13776 работ.
A B C D E F G H I J K L M N O P Q R S T U V W X Y Z Без автора
Автор:Франк Семён Людвигович
Франк С.Л. Философия Гегеля (к столетию со дня смерти Гегеля). Журнал "Путь" №34
Германия и весь мыслящий мир чествовали недавно память Гегеля по поводу столетия со дня его смерти († 14 ноября 1831 г.). Известна странная судьба философии Гегеля. После того, как в 30-х и начале 40-х годов 19-го века философия Гегеля достигла безраздельного господства над всей умственной жизнью не только Германии, но и почти всей Европы и воспринималась, как высшее, предельное достижение философского осмысления бытия, как абсолютная истина, разрешающая все проблемы человеческого миросозерцания, — власть этой системы над умами внезапно рухнула в силу какой-то иррациональной революции умов, без всякого влияния какой-либо объективной критики. Человеческая мысль как будто вдруг ощутила, как какой-то давящий и затуманивающий сознание кошмар, то мировоззрение, которое только что воспринималось, как абсолютный свет истины, и сразу сбросила с себя это наваждение. Эта внезапная, из стихийных глубин жизни выросшая умственная революция — низвержение власти Гегеля и гегельянства — сопровождалась, как всякая революция, ужасным упадком умственной и духовной культуры. С высочайшей горной вершины, которой человече-
39
ская мысль достигла в философии Гегеля, мысль пала вдруг в низины будничного, обывательского сознания; престол философского царства занял вульгарный материализм, а потом плоский позитивизм — мировоззрения, основной пафос которых заключается в презрении к философской мысли, в нежелании и неумении духовно и интеллектуально возвышаться над уровнем будничного, повседневного, почти животного сознания. Когда в последней четверти 19-го века начался медленный процесс философского возрождения, немецкая и с ней европейская мысль обратилась, как известно, снова к Канту, противопоставляя так наз. «научность» его философии «ненаучной метафизике» его преемников и в особенности Гегеля. И только в итоге полувековой работы над проблемами философии Канта философская мысль, как бы против своей воли и не отдавая себе в том отчета, была подведена вновь к позициям послекантовского идеализма; и в последнее время мы являемся свидетелями некоего «ренессанса» философии Гегеля, еще весьма, впрочем, относительного и несовершенного.

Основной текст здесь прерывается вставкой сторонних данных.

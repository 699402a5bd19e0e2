use crate::models::ParsedGithubUrl;

/// Classify a raw string against GitHub URL shapes.
///
/// Pure and infallible: anything that is not a recognizable GitHub web
/// URL comes back as `ParsedGithubUrl::Unknown`. The scheme and a
/// leading `www.` are optional; query strings and fragments are ignored.
/// Pull and issue URLs tolerate trailing path segments (`/files`,
/// `/commits`, ...) after the number.
pub fn parse_github_url(input: &str) -> ParsedGithubUrl {
    let trimmed = input.trim();
    if trimmed.is_empty() {
        return ParsedGithubUrl::Unknown;
    }

    let without_scheme = trimmed
        .strip_prefix("https://")
        .or_else(|| trimmed.strip_prefix("http://"))
        .unwrap_or(trimmed);
    let without_www = without_scheme
        .strip_prefix("www.")
        .unwrap_or(without_scheme);

    let Some(path) = without_www.strip_prefix("github.com") else {
        return ParsedGithubUrl::Unknown;
    };
    // Reject lookalike hosts such as "github.community" or "github.com.evil.com"
    if !path.is_empty() && !path.starts_with('/') {
        return ParsedGithubUrl::Unknown;
    }

    let path = path
        .split(['?', '#'])
        .next()
        .unwrap_or_default();
    let segments: Vec<&str> = path.split('/').filter(|s| !s.is_empty()).collect();

    match segments.as_slice() {
        [owner, repo, "pull", number, ..] => match parse_number(number) {
            Some(number) => ParsedGithubUrl::Pull {
                owner: (*owner).to_string(),
                repo: (*repo).to_string(),
                number,
            },
            None => ParsedGithubUrl::Unknown,
        },
        [owner, repo, "issues", number, ..] => match parse_number(number) {
            Some(number) => ParsedGithubUrl::Issue {
                owner: (*owner).to_string(),
                repo: (*repo).to_string(),
                number,
            },
            None => ParsedGithubUrl::Unknown,
        },
        [owner, repo] => ParsedGithubUrl::Repo {
            owner: (*owner).to_string(),
            repo: (*repo).to_string(),
        },
        [username] => ParsedGithubUrl::User {
            username: (*username).to_string(),
        },
        _ => ParsedGithubUrl::Unknown,
    }
}

/// Issue/pull numbers are bare digits; `u64::from_str` alone would also
/// accept a leading `+`.
fn parse_number(segment: &str) -> Option<u64> {
    if segment.is_empty() || !segment.bytes().all(|b| b.is_ascii_digit()) {
        return None;
    }
    segment.parse().ok()
}
use std::sync::Arc;

use axum::routing::get;
use axum::{Json, Router};
use serde_json::{json, Value};

use crate::server::AppState;

pub fn router() -> Router<Arc<AppState>> {
    Router::new().route("/health", get(health))
}

async fn health() -> Json<Value> {
    Json(json!({ "status": "ok" }))
}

Никакой «ренессанс», однако, не может быть простой реставрацией, восстановлением прошлого. Как бы глубоко ни было падение философской мысли после крушения системы Гегеля, в своей трагической и тяжкой судьбе за истекшие сто лет мысль изведала что-то новое и уже не может просто вернуться к своей исходной позиции. И теперь, в итоге этого векового опыта, мы, быть может, в состоянии объективнее судить о философии Гегеля, вернее оценить и его величие, и ее недостатки, чем ее восторженные поклонники и заносчивые хулители в прошлом.
Представить в краткой журнальной заметке сколько-нибудь исчерпывающую оценку грандиозной, изумительной по широте охвата и глубине
40
проникновения, системы Гегеля, конечно, невозможно. Мы ограничиваемся здесь лишь самыми общими соображениями об основных и, как нам представляется, для современной мысли наиболее существенных ее мотивах.

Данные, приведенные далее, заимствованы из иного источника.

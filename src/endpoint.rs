//! SHTP endpoint
//!
//! The endpoint owns one HAL transport and multiplexes up to
//! [`MAX_CHANNELS`] logical streams over it. Outbound cargoes are split into
//! header-prefixed fragments no larger than the HAL transfer size; inbound
//! fragments are reassembled into whole cargoes and handed to the listener
//! registered on their channel.
//!
//! # Driving the endpoint
//!
//! All I/O is polled: call [`Endpoint::service`] whenever the transport may
//! have data (on an interrupt line edge, or periodically). `send` blocks
//! cooperatively while the device signals back-pressure, pumping `service`
//! between retries so inbound traffic keeps flowing.
//!
//! # Re-entrancy
//!
//! Listeners run synchronously inside `service` and must not call `send` on
//! the same endpoint; queue outbound work and send it after `service`
//! returns.
//!
//! # Example
//!
//! ```ignore
//! use shtp::{Endpoint, ShtpChannel};
//!
//! let mut on_report = |payload: &[u8], timestamp_us: u64| {
//!     // decode a sensor report
//! };
//!
//! let mut endpoint = Endpoint::open(hal)?;
//! endpoint.listen(ShtpChannel::InputReport.into(), &mut on_report)?;
//! loop {
//!     endpoint.service()?;
//! }
//! ```

use heapless::Vec;

use crate::channel::{Channel, ChannelListener, MAX_CHANNELS};
use crate::error::{Result, ShtpError};
use crate::event::{EventListener, ShtpEvent};
use crate::hal::{
    ShtpHal, WriteOutcome, MAX_PAYLOAD_IN, MAX_PAYLOAD_OUT, MAX_TRANSFER_IN, MAX_TRANSFER_OUT,
};
use crate::header::{FrameHeader, HEADER_LEN};

/// Endpoint statistics for monitoring and diagnostics
#[derive(Debug, Clone, Copy, Default)]
pub struct ShtpStats {
    /// Received frames addressed to a channel outside the table
    pub rx_bad_channel: u32,
    /// Received transfers (or declared lengths) shorter than one header
    pub rx_short_fragments: u32,
    /// First fragments declaring a payload beyond the reassembly buffer
    pub rx_too_large_payloads: u32,
    /// Assemblies abandoned because an incompatible fragment arrived
    pub rx_interrupted_payloads: u32,
    /// `send` calls rejected for a channel outside the table
    pub tx_bad_channel: u32,
    /// Outbound cargoes aborted on a HAL write failure
    pub tx_discards: u32,
    /// `send` calls rejected for an oversized payload
    pub tx_too_large_payloads: u32,
}

/// SHTP endpoint over one HAL transport
///
/// Created by [`Endpoint::open`], destroyed by [`Endpoint::close`]. Single
/// owner, not internally synchronized; callers serialize access.
pub struct Endpoint<'a, H: ShtpHal> {
    /// Owned transport
    hal: H,

    /// Listener for asynchronous protocol events
    event_listener: Option<&'a mut EventListener<'a>>,

    /// Per-channel sequence state and listeners
    channels: [Channel<'a>; MAX_CHANNELS],

    /// Staging buffer for one outbound frame
    out_transfer: [u8; MAX_TRANSFER_OUT],

    /// Payload under reassembly
    in_payload: Vec<u8, MAX_PAYLOAD_IN>,
    /// Bytes still expected for the in-flight payload; zero when idle
    in_remaining: u16,
    /// Channel of the in-flight payload
    in_channel: u8,
    /// HAL timestamp of the first fragment of the in-flight payload
    in_timestamp: u64,

    /// Diagnostic counters
    stats: ShtpStats,
}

Философия Гегеля есть прежде всего платонизм. Она входит в состав той, можно сказать, основной магистрали истории философии, родоначальником которой является Платон (и отчасти, еще до него, в двух разных формах, Парменид и Гераклит) и которая представлена до Гегеля в системах Плотина, Прокла, Николая Кузанского и Мальбранша (чтобы упомянуть здесь только ее величайших представителей) и в соответствующем направлении восточного — и обусловленного им западного — христианского богословия, отмеченного именами Оригена, Дионисия Ареопагита, Иоанна Скота Эриугены, Бонавентуры и Мейстера Эккарта. Платонизм есть онтологический идеализм. В «идее» — в содержании чистой мысли — и в «духе» — в живом существе мысли — он усматривает адекватное выражение последней основы и сущности самого бытия. Основное существо платонизма и, тем самым, философии Гегеля выражено в краткой формуле Парменида: «одно и то же есть мысль, и то, о чем она мыслит». Не в чувственном восприятии внешней действительности, а в нечувственном созерцании и самосознании мы достигаем подлинного существа бытия, конечной истины. Платонизм в его общей сущности в известном смысле совпадает с философией вообще; ибо философия возможна только на основе доверия к мысли, убеждения, что чистая мысль есть истинный путь познания; а это убеждение в свою очередь, очевидно, должно опираться на какое-то сознание сродства или тождества мысли с самим бытием.
41
Но платонизм таит в себе одну коренную трудность, или ему грозит одна опасность, которую сознавал и пытался превозмочь уже Платон. Мысль воспринимает в бытии его общее и вечное содержание, которое в мысли принимает форму понятия. Однако понятие не совпадает с конкретной полнотой и жизненностью самой реальности, а есть лишь какой-то застывший ее осадок, извлекаемый из живой конкретности — то, что мы называем отвлеченностью, абстракцией. Убеждение, что мысль достигает самой реальности и в основе своей тождественна с ней, грозит нам опасностью пройти мимо самого существенного в реальности — ее конкретности и жизненности, — заменив ее каким-то схематическим рисунком, неподвижным и плоским образом. Поэтому истинный онтологический идеализм, достаточно зоркий к своеобразию подлинных глубин бытия, должен всегда стремиться внести корректив в этот свой роковой итог: оставаясь идеализмом, он должен преодолеть непосредственно присущую ему форму мышления в понятиях, в неподвижных, замкнутых в себе и потому односторонних общих образах реальности. У Гегеля этот мотив, который мы встречаем, в той или иной форме, во всех более глубоких идеалистических системах, выражается в грандиозном замысле диалектики.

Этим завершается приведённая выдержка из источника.